▶ **TASK ITEM**:
All of the data below should be output exactly as given.

[Saved entries]
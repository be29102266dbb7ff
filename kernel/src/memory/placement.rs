//! Contiguous placement strategies over a [`FrameBitmap`].
//!
//! Every search here is a pure scan: it reads the bitmap, never mutates it,
//! and keeps no state between calls. Committing the chosen run is the
//! caller's job (see [`FrameAllocator::reserve`]).
//!
//! [`FrameAllocator::reserve`]: super::frame_allocator::FrameAllocator::reserve

use crate::memory::bitmap_frame_allocator::FrameBitmap;

#[derive(Debug, Clone, Copy, PartialEq, Eq)]
pub enum PlacementStrategy {
    /// First run, in scan order, long enough for the request.
    FirstFit,
    /// Shortest run long enough for the request; earliest wins ties.
    BestFit,
    /// Longest run long enough for the request; earliest wins ties.
    WorstFit,
}

/// A maximal run of free frames.
#[derive(Debug, Clone, Copy, PartialEq, Eq)]
pub struct FreeRun {
    pub start: usize,
    pub len: usize,
}

/// Iterator over the free runs of a bitmap, in ascending order.
///
/// A run ends at a used frame, at the end of the bitmap, or, when a boundary
/// is set, just before any frame index that is a multiple of it.
pub struct FreeRuns<'a> {
    bitmap: &'a FrameBitmap,
    next: usize,
    boundary: Option<usize>,
}

impl<'a> FreeRuns<'a> {
    pub fn new(bitmap: &'a FrameBitmap, from: usize, boundary: Option<usize>) -> Self {
        Self {
            bitmap,
            next: from,
            boundary: boundary.filter(|&b| b > 0),
        }
    }

    fn crosses_boundary(&self, frame_index: usize) -> bool {
        matches!(self.boundary, Some(b) if frame_index % b == 0)
    }
}

impl Iterator for FreeRuns<'_> {
    type Item = FreeRun;

    fn next(&mut self) -> Option<FreeRun> {
        let total = self.bitmap.total_frames();
        while self.next < total && self.bitmap.test(self.next) {
            self.next += 1;
        }
        if self.next >= total {
            return None;
        }

        let start = self.next;
        self.next += 1;
        while self.next < total && !self.bitmap.test(self.next) && !self.crosses_boundary(self.next)
        {
            self.next += 1;
        }

        Some(FreeRun {
            start,
            len: self.next - start,
        })
    }
}

impl PlacementStrategy {
    /// Picks the starting frame for `pages` contiguous frames, or `None` if no
    /// run is long enough.
    ///
    /// `boundary` only affects first-fit.
    pub fn find(self, bitmap: &FrameBitmap, pages: usize, boundary: Option<usize>) -> Option<usize> {
        match self {
            PlacementStrategy::FirstFit => first_fit(bitmap, pages, 0, boundary),
            PlacementStrategy::BestFit => best_fit(bitmap, pages),
            PlacementStrategy::WorstFit => worst_fit(bitmap, pages),
        }
    }
}

/// First run of at least `pages` frames at or after `resume`.
pub fn first_fit(
    bitmap: &FrameBitmap,
    pages: usize,
    resume: usize,
    boundary: Option<usize>,
) -> Option<usize> {
    if bitmap.count_free() < pages {
        return None;
    }

    FreeRuns::new(bitmap, resume, boundary)
        .find(|run| run.len >= pages)
        .map(|run| run.start)
}

pub fn best_fit(bitmap: &FrameBitmap, pages: usize) -> Option<usize> {
    select(bitmap, pages, |candidate, chosen| candidate.len < chosen.len)
}

pub fn worst_fit(bitmap: &FrameBitmap, pages: usize) -> Option<usize> {
    select(bitmap, pages, |candidate, chosen| candidate.len > chosen.len)
}

// Scan every fitting run; a later run replaces the current choice only when
// strictly better, so the earliest run wins ties.
fn select(
    bitmap: &FrameBitmap,
    pages: usize,
    better: impl Fn(&FreeRun, &FreeRun) -> bool,
) -> Option<usize> {
    if bitmap.count_free() < pages {
        return None;
    }

    let mut chosen: Option<FreeRun> = None;
    for run in FreeRuns::new(bitmap, 0, None).filter(|run| run.len >= pages) {
        match chosen {
            Some(ref current) if !better(&run, current) => {}
            _ => chosen = Some(run),
        }
    }
    chosen.map(|run| run.start)
}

▶ **RESPONSE BOX**:
repository be29102266dbb7ff
filename kernel/src/memory/placement.rs
//! Contiguous placement strategies over a [`FrameBitmap`].
//!
//! Every search here is a pure scan: it reads the bitmap, never mutates it,
//! and keeps no state between calls. Committing the chosen run is the
//! caller's job (see [`FrameAllocator::reserve`]).
//!
//! [`FrameAllocator::reserve`]: super::frame_allocator::FrameAllocator::reserve

use crate::memory::bitmap_frame_allocator::FrameBitmap;

#[derive(Debug, Clone, Copy, PartialEq, Eq)]
pub enum PlacementStrategy {
    /// First run, in scan order, long enough for the request.
    FirstFit,
    /// Shortest run long enough for the request; earliest wins ties.
    BestFit,
    /// Longest run long enough for the request; earliest wins ties.
    WorstFit,
}

/// A maximal run of free frames.
#[derive(Debug, Clone, Copy, PartialEq, Eq)]
pub struct FreeRun {
    pub start: usize,
    pub len: usize,
}

/// Iterator over the free runs of a bitmap, in ascending order.
///
/// A run ends at a used frame, at the end of the bitmap, or, when a boundary
/// is set, just before any frame index that is a multiple of it.
pub struct FreeRuns<'a> {
    bitmap: &'a FrameBitmap,
    next: usize,
    boundary: Option<usize>,
}

impl<'a> FreeRuns<'a> {
    pub fn new(bitmap: &'a FrameBitmap, from: usize, boundary: Option<usize>) -> Self {
        Self {
            bitmap,
            next: from,
            boundary: boundary.filter(|&b| b > 0),
        }
    }

    fn crosses_boundary(&self, frame_index: usize) -> bool {
        matches!(self.boundary, Some(b) if frame_index % b == 0)
    }
}

impl Iterator for FreeRuns<'_> {
    type Item = FreeRun;

    fn next(&mut self) -> Option<FreeRun> {
        let total = self.bitmap.total_frames();
        while self.next < total && self.bitmap.test(self.next) {
            self.next += 1;
        }
        if self.next >= total {
            return None;
        }

        let start = self.next;
        self.next += 1;
        while self.next < total && !self.bitmap.test(self.next) && !self.crosses_boundary(self.next)
        {
            self.next += 1;
        }

        Some(FreeRun {
            start,
            len: self.next - start,
        })
    }
}

impl PlacementStrategy {
    /// Picks the starting frame for `pages` contiguous frames, or `None` if no
    /// run is long enough.
    ///
    /// `boundary` only affects first-fit.
    pub fn find(self, bitmap: &FrameBitmap, pages: usize, boundary: Option<usize>) -> Option<usize> {
        match self {
            PlacementStrategy::FirstFit => first_fit(bitmap, pages, 0, boundary),
            PlacementStrategy::BestFit => best_fit(bitmap, pages),
            PlacementStrategy::WorstFit => worst_fit(bitmap, pages),
        }
    }
}

/// First run of at least `pages` frames at or after `resume`.
pub fn first_fit(
    bitmap: &FrameBitmap,
    pages: usize,
    resume: usize,
    boundary: Option<usize>,
) -> Option<usize> {
    if bitmap.count_free() < pages {
        return None;
    }

    FreeRuns::new(bitmap, resume, boundary)
        .find(|run| run.len >= pages)
        .map(|run| run.start)
}

pub fn best_fit(bitmap: &FrameBitmap, pages: usize) -> Option<usize> {
    select(bitmap, pages, |candidate, chosen| candidate.len < chosen.len)
}

pub fn worst_fit(bitmap: &FrameBitmap, pages: usize) -> Option<usize> {
    select(bitmap, pages, |candidate, chosen| candidate.len > chosen.len)
}

// Scan every fitting run; a later run replaces the current choice only when
// strictly better, so the earliest run wins ties.
fn select(
    bitmap: &FrameBitmap,
    pages: usize,
    better: impl Fn(&FreeRun, &FreeRun) -> bool,
) -> Option<usize> {
    if bitmap.count_free() < pages {
        return None;
    }

    let mut chosen: Option<FreeRun> = None;
    for run in FreeRuns::new(bitmap, 0, None).filter(|run| run.len >= pages) {
        match chosen {
            Some(ref current) if !better(&run, current) => {}
            _ => chosen = Some(run),
        }
    }
    chosen.map(|run| run.start)
}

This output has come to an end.